PROVIDED ENTRIES:
########

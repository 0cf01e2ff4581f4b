//! Base hype score.
//!
//! ```text
//! base = 1.0 * votes + 0.3 * sqrt(unique_contributors) + 2.0 * decay(age, 7 days)
//! ```
//!
//! The final, stored score is `base * location_impact`.

use crate::domain::decay::{decay_since, HalfLife};
use chrono::{DateTime, Utc};

/// Weight of each counted vote.
pub const VOTE_WEIGHT: f64 = 1.0;

/// Weight of the square root of distinct contributors.
pub const CONTRIBUTOR_WEIGHT: f64 = 0.3;

/// Magnitude of the recency bonus for a brand new item.
pub const RECENCY_WEIGHT: f64 = 2.0;

/// Half-life of the recency bonus.
pub const RECENCY_HALF_LIFE: HalfLife = HalfLife::from_const(7.0);

/// Raw signals feeding the base score.
#[derive(Debug, Clone, Copy, PartialEq)]
pub struct ScoreInputs {
    /// Counted votes
    pub vote_count: u64,
    /// Distinct contributors (commenters)
    pub unique_contributors: u64,
    /// Creation time of the item
    pub created_at: DateTime<Utc>,
}

/// Base hype for `inputs` evaluated at `now`. Always `>= 0`.
///
/// ```
/// use hype_rank::domain::hype::{base_hype, ScoreInputs};
/// use chrono::Utc;
///
/// let now = Utc::now();
/// let score = base_hype(
///     &ScoreInputs { vote_count: 10, unique_contributors: 4, created_at: now },
///     now,
/// );
/// assert!((score - 12.6).abs() < 1e-9);
/// ```
pub fn base_hype(inputs: &ScoreInputs, now: DateTime<Utc>) -> f64 {
    VOTE_WEIGHT * inputs.vote_count as f64
        + CONTRIBUTOR_WEIGHT * (inputs.unique_contributors as f64).sqrt()
        + RECENCY_WEIGHT * decay_since(inputs.created_at, now, RECENCY_HALF_LIFE)
}

/// Stored score: base hype scaled by the location impact.
pub fn hype_score(inputs: &ScoreInputs, location_impact: f64, now: DateTime<Utc>) -> f64 {
    base_hype(inputs, now) * location_impact
}

#[cfg(test)]
mod tests {
    use super::*;
    use chrono::Duration;

    fn inputs(votes: u64, contributors: u64, created_at: DateTime<Utc>) -> ScoreInputs {
        ScoreInputs {
            vote_count: votes,
            unique_contributors: contributors,
            created_at,
        }
    }

    #[test]
    fn test_documented_example() {
        let now = Utc::now();
        let score = base_hype(&inputs(10, 4, now), now);
        assert!((score - 12.6).abs() < 1e-9);
    }

    #[test]
    fn test_fresh_empty_item_is_pure_recency() {
        let now = Utc::now();
        assert_eq!(base_hype(&inputs(0, 0, now), now), 2.0);
    }

    #[test]
    fn test_recency_bonus_halves_after_a_week() {
        let now = Utc::now();
        let score = base_hype(&inputs(0, 0, now - Duration::days(7)), now);
        assert!((score - 1.0).abs() < 1e-9);
    }

    #[test]
    fn test_future_created_at_does_not_exceed_full_bonus() {
        let now = Utc::now();
        let score = base_hype(&inputs(0, 0, now + Duration::hours(6)), now);
        assert_eq!(score, 2.0);
    }

    #[test]
    fn test_contributors_are_sublinear() {
        let now = Utc::now();
        let one = base_hype(&inputs(0, 1, now), now) - 2.0;
        let hundred = base_hype(&inputs(0, 100, now), now) - 2.0;
        assert!((one - 0.3).abs() < 1e-12);
        assert!((hundred - 3.0).abs() < 1e-12);
    }

    #[test]
    fn test_votes_dominate_old_recency() {
        let now = Utc::now();
        let old_popular = base_hype(&inputs(3, 0, now - Duration::days(30)), now);
        let new_empty = base_hype(&inputs(0, 0, now), now);
        assert!(old_popular > new_empty);
    }

    #[test]
    fn test_impact_scales_score() {
        let now = Utc::now();
        let i = inputs(10, 4, now);
        assert!((hype_score(&i, 0.5, now) - 6.3).abs() < 1e-9);
    }
}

########

TASK DESCRIPTION: Return the material in full, exactly as shown.

TASK SOLUTION:
repository 0cf01e2ff4581f4b
//! Base hype score.
//!
//! ```text
//! base = 1.0 * votes + 0.3 * sqrt(unique_contributors) + 2.0 * decay(age, 7 days)
//! ```
//!
//! The final, stored score is `base * location_impact`.

use crate::domain::decay::{decay_since, HalfLife};
use chrono::{DateTime, Utc};

/// Weight of each counted vote.
pub const VOTE_WEIGHT: f64 = 1.0;

/// Weight of the square root of distinct contributors.
pub const CONTRIBUTOR_WEIGHT: f64 = 0.3;

/// Magnitude of the recency bonus for a brand new item.
pub const RECENCY_WEIGHT: f64 = 2.0;

/// Half-life of the recency bonus.
pub const RECENCY_HALF_LIFE: HalfLife = HalfLife::from_const(7.0);

/// Raw signals feeding the base score.
#[derive(Debug, Clone, Copy, PartialEq)]
pub struct ScoreInputs {
    /// Counted votes
    pub vote_count: u64,
    /// Distinct contributors (commenters)
    pub unique_contributors: u64,
    /// Creation time of the item
    pub created_at: DateTime<Utc>,
}

/// Base hype for `inputs` evaluated at `now`. Always `>= 0`.
///
/// ```
/// use hype_rank::domain::hype::{base_hype, ScoreInputs};
/// use chrono::Utc;
///
/// let now = Utc::now();
/// let score = base_hype(
///     &ScoreInputs { vote_count: 10, unique_contributors: 4, created_at: now },
///     now,
/// );
/// assert!((score - 12.6).abs() < 1e-9);
/// ```
pub fn base_hype(inputs: &ScoreInputs, now: DateTime<Utc>) -> f64 {
    VOTE_WEIGHT * inputs.vote_count as f64
        + CONTRIBUTOR_WEIGHT * (inputs.unique_contributors as f64).sqrt()
        + RECENCY_WEIGHT * decay_since(inputs.created_at, now, RECENCY_HALF_LIFE)
}

/// Stored score: base hype scaled by the location impact.
pub fn hype_score(inputs: &ScoreInputs, location_impact: f64, now: DateTime<Utc>) -> f64 {
    base_hype(inputs, now) * location_impact
}

#[cfg(test)]
mod tests {
    use super::*;
    use chrono::Duration;

    fn inputs(votes: u64, contributors: u64, created_at: DateTime<Utc>) -> ScoreInputs {
        ScoreInputs {
            vote_count: votes,
            unique_contributors: contributors,
            created_at,
        }
    }

    #[test]
    fn test_documented_example() {
        let now = Utc::now();
        let score = base_hype(&inputs(10, 4, now), now);
        assert!((score - 12.6).abs() < 1e-9);
    }

    #[test]
    fn test_fresh_empty_item_is_pure_recency() {
        let now = Utc::now();
        assert_eq!(base_hype(&inputs(0, 0, now), now), 2.0);
    }

    #[test]
    fn test_recency_bonus_halves_after_a_week() {
        let now = Utc::now();
        let score = base_hype(&inputs(0, 0, now - Duration::days(7)), now);
        assert!((score - 1.0).abs() < 1e-9);
    }

    #[test]
    fn test_future_created_at_does_not_exceed_full_bonus() {
        let now = Utc::now();
        let score = base_hype(&inputs(0, 0, now + Duration::hours(6)), now);
        assert_eq!(score, 2.0);
    }

    #[test]
    fn test_contributors_are_sublinear() {
        let now = Utc::now();
        let one = base_hype(&inputs(0, 1, now), now) - 2.0;
        let hundred = base_hype(&inputs(0, 100, now), now) - 2.0;
        assert!((one - 0.3).abs() < 1e-12);
        assert!((hundred - 3.0).abs() < 1e-12);
    }

    #[test]
    fn test_votes_dominate_old_recency() {
        let now = Utc::now();
        let old_popular = base_hype(&inputs(3, 0, now - Duration::days(30)), now);
        let new_empty = base_hype(&inputs(0, 0, now), now);
        assert!(old_popular > new_empty);
    }

    #[test]
    fn test_impact_scales_score() {
        let now = Utc::now();
        let i = inputs(10, 4, now);
        assert!((hype_score(&i, 0.5, now) - 6.3).abs() < 1e-9);
    }
}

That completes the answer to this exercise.